Luis's house is at the end of another roughly-paved and narrow side-street, and is a clean, new-looking flat-roofed building painted a cheery peach colour, with decorative wrought-iron grids over the windows. Inside is a small living room packed with stuff - two big soft couches, a tall unit of carved wood holding a big TV and surround speakers, numerous craft items, a kids baseball launcher for batting practice (his son, two years old, is a baseball fanatic).
He shows me some of the items he's made himself - a wrought-iron frame stretched with dark brown, richly textured leather like a shield, cut through with cross shapes, a lamp base made from the inverted trunk and branches of a cactus, naturally swiss-cheesed with evenly-spaced holes, a beautiful carved wooden frame for a mirror. He also has a collection of blankets made by the local indian tribes, and immediately hands me two little place-mat sized blankets, cream woven with multi-coloured designs and tassles. "Here, to remember us by." I'm speechless.
Soon Luis's family returns and I'm introduced to his wife, Lupita, slim and quiet with long hair in a ponytail and a wide smile, his two-year-old son Luis Fernando who has a thin link gold bracelet and matching necklace and a very grown-up debonair air about him, and his eight-year-old daughter Valentina who is already putting on a lot of eye-rolling teenage attitude, particularly when urged to use her limited school English by her father.
Luis insists I must eat with them, and we go to a local taqueria to get food for dinner. He drives with little Luis sitting calmly on his lap, gazing around at the night streets and yelling out whenever he sees a cat. "Gatta! Una! Una una!" One of his toys, a rubber scorpion, is on the dashboard, and I find a rubber spider in my pack to accompany it which seems to bring him a lot of joy.

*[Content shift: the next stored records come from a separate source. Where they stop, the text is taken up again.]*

//! Supporting types shared by every custom resource

use chrono::{DateTime, Utc};
use schemars::JsonSchema;
use serde::{Deserialize, Serialize};

/// Condition status following Kubernetes conventions
#[derive(Clone, Debug, Default, Deserialize, Serialize, JsonSchema, PartialEq, Eq)]
pub enum ConditionStatus {
    /// Condition is true
    True,
    /// Condition is false
    False,
    /// Condition status is unknown
    #[default]
    Unknown,
}

impl std::fmt::Display for ConditionStatus {
    fn fmt(&self, f: &mut std::fmt::Formatter<'_>) -> std::fmt::Result {
        match self {
            Self::True => write!(f, "True"),
            Self::False => write!(f, "False"),
            Self::Unknown => write!(f, "Unknown"),
        }
    }
}

/// Well-known condition types
pub mod condition_types {
    /// All children converged
    pub const READY: &str = "Ready";
    /// Another singleton instance is active
    pub const CONFLICTED: &str = "Conflicted";
}

/// Well-known condition reasons
pub mod condition_reasons {
    /// Apply/GC finished without errors
    pub const RECONCILED: &str = "Reconciled";
    /// Apply/GC finished with errors
    pub const RECONCILE_FAILED: &str = "ReconcileFailed";
    /// Desired objects could not be built
    pub const BUILD_FAILED: &str = "BuildFailed";
    /// More than one singleton instance exists
    pub const MULTIPLE_INSTANCES: &str = "MultipleInstances";
    /// This instance won the singleton election
    pub const ACTIVE_INSTANCE: &str = "ActiveInstance";
}

/// Kubernetes-style condition for status reporting
#[derive(Clone, Debug, Deserialize, Serialize, JsonSchema, PartialEq)]
#[serde(rename_all = "camelCase")]
pub struct Condition {
    /// Type of condition (e.g., Ready, Conflicted)
    #[serde(rename = "type")]
    pub type_: String,

    /// Status of the condition (True, False, Unknown)
    pub status: ConditionStatus,

    /// Machine-readable reason for the condition
    pub reason: String,

    /// Human-readable message
    #[serde(default)]
    pub message: String,

    /// Last time the condition's status changed
    pub last_transition_time: DateTime<Utc>,

    /// Generation of the parent this condition was computed from
    #[serde(default, skip_serializing_if = "Option::is_none")]
    pub observed_generation: Option<i64>,
}

impl Condition {
    /// Create a new condition stamped with the current time
    pub fn new(
        type_: impl Into<String>,
        status: ConditionStatus,
        reason: impl Into<String>,
        message: impl Into<String>,
    ) -> Self {
        Self {
            type_: type_.into(),
            status,
            reason: reason.into(),
            message: message.into(),
            last_transition_time: Utc::now(),
            observed_generation: None,
        }
    }

    /// Attach the parent generation
    pub fn with_generation(mut self, generation: Option<i64>) -> Self {
        self.observed_generation = generation;
        self
    }
}

/// Find a condition by type
pub fn find_condition<'a>(conditions: &'a [Condition], type_: &str) -> Option<&'a Condition> {
    conditions.iter().find(|c| c.type_ == type_)
}

/// Insert or replace the condition of the same type.
///
/// `lastTransitionTime` is carried over from the existing entry when the
/// status did not change, so reason/message updates are not reported as
/// transitions. Returns true when anything changed.
pub fn set_condition(conditions: &mut Vec<Condition>, mut condition: Condition) -> bool {
    match conditions.iter_mut().find(|c| c.type_ == condition.type_) {
        Some(existing) => {
            if existing.status == condition.status {
                condition.last_transition_time = existing.last_transition_time;
            }
            let changed = existing.status != condition.status
                || existing.reason != condition.reason
                || existing.message != condition.message
                || existing.observed_generation != condition.observed_generation;
            *existing = condition;
            changed
        }
        None => {
            conditions.push(condition);
            true
        }
    }
}

/// Remove the condition of the given type. Returns true if one was removed.
pub fn remove_condition(conditions: &mut Vec<Condition>, type_: &str) -> bool {
    let before = conditions.len();
    conditions.retain(|c| c.type_ != type_);
    conditions.len() != before
}
//! OpenTelemetryCollector children

use std::collections::BTreeMap;

use k8s_openapi::api::apps::v1::{
    DaemonSet, DaemonSetSpec, Deployment, DeploymentSpec, StatefulSet, StatefulSetSpec,
};
use k8s_openapi::api::core::v1::{
    Container, ContainerPort, PersistentVolumeClaim, PersistentVolumeClaimSpec,
    VolumeResourceRequirements,
};
use k8s_openapi::api::networking::v1::{
    HTTPIngressPath, HTTPIngressRuleValue, Ingress, IngressBackend, IngressRule,
    IngressServiceBackend, IngressSpec, ServiceBackendPort,
};
use k8s_openapi::api::rbac::v1::{ClusterRole, ClusterRoleBinding, PolicyRule, RoleRef, Subject};
use k8s_openapi::apimachinery::pkg::api::resource::Quantity;
use k8s_openapi::apimachinery::pkg::apis::meta::v1::ObjectMeta;
use kube::ResourceExt;
use serde_json::json;

use otel_common::crd::{
    CollectorMode, OpenTelemetryCollector, TargetAllocator, TargetAllocatorSpec, VolumeClaimTemplate,
};
use otel_common::kube_utils::deterministic_hash;
use otel_common::Error;
use otel_reconcile::{DesiredObject, OwnedKind};

use super::labels::{self, COLLECTOR_COMPONENT};
use super::{config_path, dynamic, label_selector, metadata, pod_template, port};

/// Image used when the collector does not override it
pub const DEFAULT_COLLECTOR_IMAGE: &str = "otel/opentelemetry-collector-contrib:0.115.1";

const CONFIG_FILE: &str = "collector.yaml";
const OTLP_GRPC_PORT: i32 = 4317;
const OTLP_HTTP_PORT: i32 = 4318;
const METRICS_PORT: i32 = 8888;
const METRICS_PORT_NAME: &str = "monitoring";

/// `<name>-collector`, shared by the ServiceAccount, Service and workload
pub fn collector_name(name: &str) -> String {
    format!("{name}-collector")
}

/// `<name>-collector-<hash8>`: a new ConfigMap for every distinct config
pub fn config_map_name(name: &str, config: &str) -> String {
    format!("{}-{}", collector_name(name), deterministic_hash(config, 8))
}

/// Cluster-scoped RBAC names carry the namespace to stay unique
pub fn cluster_role_name(namespace: &str, name: &str) -> String {
    format!("{name}-{namespace}-collector")
}
//! In-memory cluster implementing `ObjectClient`

use std::collections::{BTreeMap, HashMap, HashSet};
use std::sync::atomic::{AtomicUsize, Ordering};
use std::sync::Mutex;
use std::time::Duration;

use async_trait::async_trait;
use k8s_openapi::apimachinery::pkg::apis::meta::v1::Time;
use kube::api::DynamicObject;
use kube::error::ErrorResponse;
use kube::ResourceExt;
use serde_json::json;

use otel_common::Error;
use otel_reconcile::{ObjectClient, ObjectKey, OwnedKind};

/// Writes the cluster received, in order
#[derive(Debug, Default, Clone)]
pub struct Calls {
    pub creates: Vec<ObjectKey>,
    pub updates: Vec<ObjectKey>,
    pub deletes: Vec<ObjectKey>,
}

impl Calls {
    pub fn writes(&self) -> usize {
        self.creates.len() + self.updates.len() + self.deletes.len()
    }
}

#[derive(Default)]
struct State {
    objects: BTreeMap<ObjectKey, DynamicObject>,
    next_version: u64,
    clock: i64,
    calls: Calls,
    conflicts: HashMap<ObjectKey, u32>,
    reject_immutable: HashSet<ObjectKey>,
}

/// Single-namespace-agnostic fake of the API server's object verbs
#[derive(Default)]
pub struct FakeCluster {
    state: Mutex<State>,
    latency: Option<Duration>,
    in_flight: AtomicUsize,
    max_in_flight: AtomicUsize,
}

fn api_error(code: u16, reason: &str, message: &str) -> Error {
    Error::from(kube::Error::Api(ErrorResponse {
        status: "Failure".into(),
        message: message.into(),
        reason: reason.into(),
        code,
    }))
}

fn label_selector_matches(obj: &DynamicObject, selector: &str) -> bool {
    let labels = obj.labels();
    selector
        .split(',')
        .filter(|s| !s.is_empty())
        .filter_map(|pair| pair.split_once('='))
        .all(|(k, v)| labels.get(k).is_some_and(|have| have == v))
}

impl FakeCluster {
    pub fn new() -> Self {
        Self::default()
    }

    /// Every call sleeps this long, so overlapping reconciles would be visible
    pub fn with_latency(latency: Duration) -> Self {
        Self {
            latency: Some(latency),
            ..Self::default()
        }
    }

    /// Store an object as if someone created it earlier; returns its UID
    pub fn seed(&self, kind: OwnedKind, obj: DynamicObject) -> String {
        let mut state = self.state.lock().unwrap();
        let stored = Self::admit(&mut state, kind, obj);
        let uid = stored.uid().unwrap();
        state.objects.insert(ObjectKey::of(kind, &stored), stored);
        uid
    }

    /// The next `times` replaces of `key` fail with 409 as if another writer won
    pub fn inject_conflicts(&self, key: ObjectKey, times: u32) {
        self.state.lock().unwrap().conflicts.insert(key, times);
    }

    /// Replaces of `key` fail with 422 "field is immutable"
    pub fn reject_updates_as_immutable(&self, key: ObjectKey) {
        self.state.lock().unwrap().reject_immutable.insert(key);
    }

    pub fn object(&self, key: &ObjectKey) -> Option<DynamicObject> {
        self.state.lock().unwrap().objects.get(key).cloned()
    }

    pub fn len(&self) -> usize {
        self.state.lock().unwrap().objects.len()
    }

    pub fn calls(&self) -> Calls {
        self.state.lock().unwrap().calls.clone()
    }

    pub fn reset_calls(&self) {
        self.state.lock().unwrap().calls = Calls::default();
    }

    pub fn max_in_flight(&self) -> usize {
        self.max_in_flight.load(Ordering::SeqCst)
    }

    /// Assign identity, version, creation time and server defaults
    fn admit(state: &mut State, kind: OwnedKind, mut obj: DynamicObject) -> DynamicObject {
        state.next_version += 1;
        state.clock += 1;
        let name = obj.name_any();
        obj.metadata.uid = Some(format!("uid-{}-{}-{}", kind, name, state.next_version));
        obj.metadata.resource_version = Some(state.next_version.to_string());
        obj.metadata.creation_timestamp = Some(Time(
            chrono::DateTime::from_timestamp(1_700_000_000 + state.clock, 0).unwrap(),
        ));
        if kind == OwnedKind::Service {
            if let Some(spec) = obj.data.get_mut("spec").and_then(|s| s.as_object_mut()) {
                spec.entry("clusterIP").or_insert(json!("10.96.0.10"));
            }
        }
        obj
    }

    async fn enter(&self) -> InFlight<'_> {
        let now = self.in_flight.fetch_add(1, Ordering::SeqCst) + 1;
        self.max_in_flight.fetch_max(now, Ordering::SeqCst);
        if let Some(latency) = self.latency {
            tokio::time::sleep(latency).await;
        }
        InFlight(&self.in_flight)
    }
}

struct InFlight<'a>(&'a AtomicUsize);

impl Drop for InFlight<'_> {
    fn drop(&mut self) {
        self.0.fetch_sub(1, Ordering::SeqCst);
    }
}

#[async_trait]
impl ObjectClient for FakeCluster {
    async fn get(&self, key: &ObjectKey) -> Result<Option<DynamicObject>, Error> {
        let _call = self.enter().await;
        Ok(self.state.lock().unwrap().objects.get(key).cloned())
    }

    async fn list(
        &self,
        kind: OwnedKind,
        namespace: Option<String>,
        label_selector: &str,
    ) -> Result<Vec<DynamicObject>, Error> {
        let _call = self.enter().await;
        let state = self.state.lock().unwrap();
        Ok(state
            .objects
            .iter()
            .filter(|(k, _)| k.kind == kind)
            .filter(|(k, _)| namespace.is_none() || k.namespace == namespace)
            .filter(|(_, o)| label_selector_matches(o, label_selector))
            .map(|(_, o)| o.clone())
            .collect())
    }

    async fn create(&self, kind: OwnedKind, obj: &DynamicObject) -> Result<DynamicObject, Error> {
        let _call = self.enter().await;
        let mut state = self.state.lock().unwrap();
        let key = ObjectKey::of(kind, obj);
        if state.objects.contains_key(&key) {
            return Err(api_error(409, "AlreadyExists", "object already exists"));
        }
        let stored = Self::admit(&mut state, kind, obj.clone());
        state.objects.insert(key.clone(), stored.clone());
        state.calls.creates.push(key);
        Ok(stored)
    }

    async fn replace(&self, kind: OwnedKind, obj: &DynamicObject) -> Result<DynamicObject, Error> {
        let _call = self.enter().await;
        let mut state = self.state.lock().unwrap();
        let key = ObjectKey::of(kind, obj);

        let Some(current) = state.objects.get(&key).cloned() else {
            return Err(api_error(404, "NotFound", "not found"));
        };

        let conflict = match state.conflicts.get_mut(&key) {
            Some(remaining) if *remaining > 0 => {
                *remaining -= 1;
                true
            }
            _ => false,
        };
        if conflict {
            // someone else wrote in between
            state.next_version += 1;
            let version = state.next_version.to_string();
            if let Some(stored) = state.objects.get_mut(&key) {
                stored.metadata.resource_version = Some(version);
            }
            return Err(api_error(409, "Conflict", "the object has been modified"));
        }

        if obj.metadata.resource_version != current.metadata.resource_version {
            return Err(api_error(409, "Conflict", "the object has been modified"));
        }

        if state.reject_immutable.contains(&key) {
            return Err(api_error(422, "Invalid", "spec.selector: Invalid value: field is immutable"));
        }

        state.next_version += 1;
        let mut stored = obj.clone();
        stored.metadata.resource_version = Some(state.next_version.to_string());
        state.objects.insert(key.clone(), stored.clone());
        state.calls.updates.push(key);
        Ok(stored)
    }

    async fn delete(&self, key: &ObjectKey) -> Result<(), Error> {
        let _call = self.enter().await;
        let mut state = self.state.lock().unwrap();
        if state.objects.remove(key).is_none() {
            return Err(api_error(404, "NotFound", "not found"));
        }
        state.calls.deletes.push(key.clone());
        Ok(())
    }
}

Dinner is wonderful, and my hosts want me to try everything - grilled onion, charcoal-broiled bisteck (beef steak), flame-grilled whole jalapenos (fortunately not too hot), a big bowl of frijoles charros (beans with little bits of bacon, chicken, peppers, lemon juice and garlic), the ubiquitous little tortillas, spicy green salsa and of course bright red hot sauce.
Over the meal we have a complicated three-way conversation with Luis translating between myself and Lupita whenever my Spanish is inadequate (which is still most of the time). I keep my notebook next to me and take a note whenever I find a new word, and Luis is endlessly patient with my enquiries. We talk about travel, then get onto philosophy and religion, and only wind down when Luis begins to look as though he's going to fall asleep on the table - he's been on long shifts and had about five hours of sleep in the last two days.
Lupita insists that I stay the night in their spare room, and Luis clears the bed of the children's toys, brings me a fan and bustles about worrying that I have everything I need until I flatout order him to go to bed - he's swaying on his feet. The generosity of these complete strangers brings me almost to tears. I lie on the bed with the window open, crickets chirping outside as the breeze slowly cools, reading until my head begins to drop onto my arms and I drift off.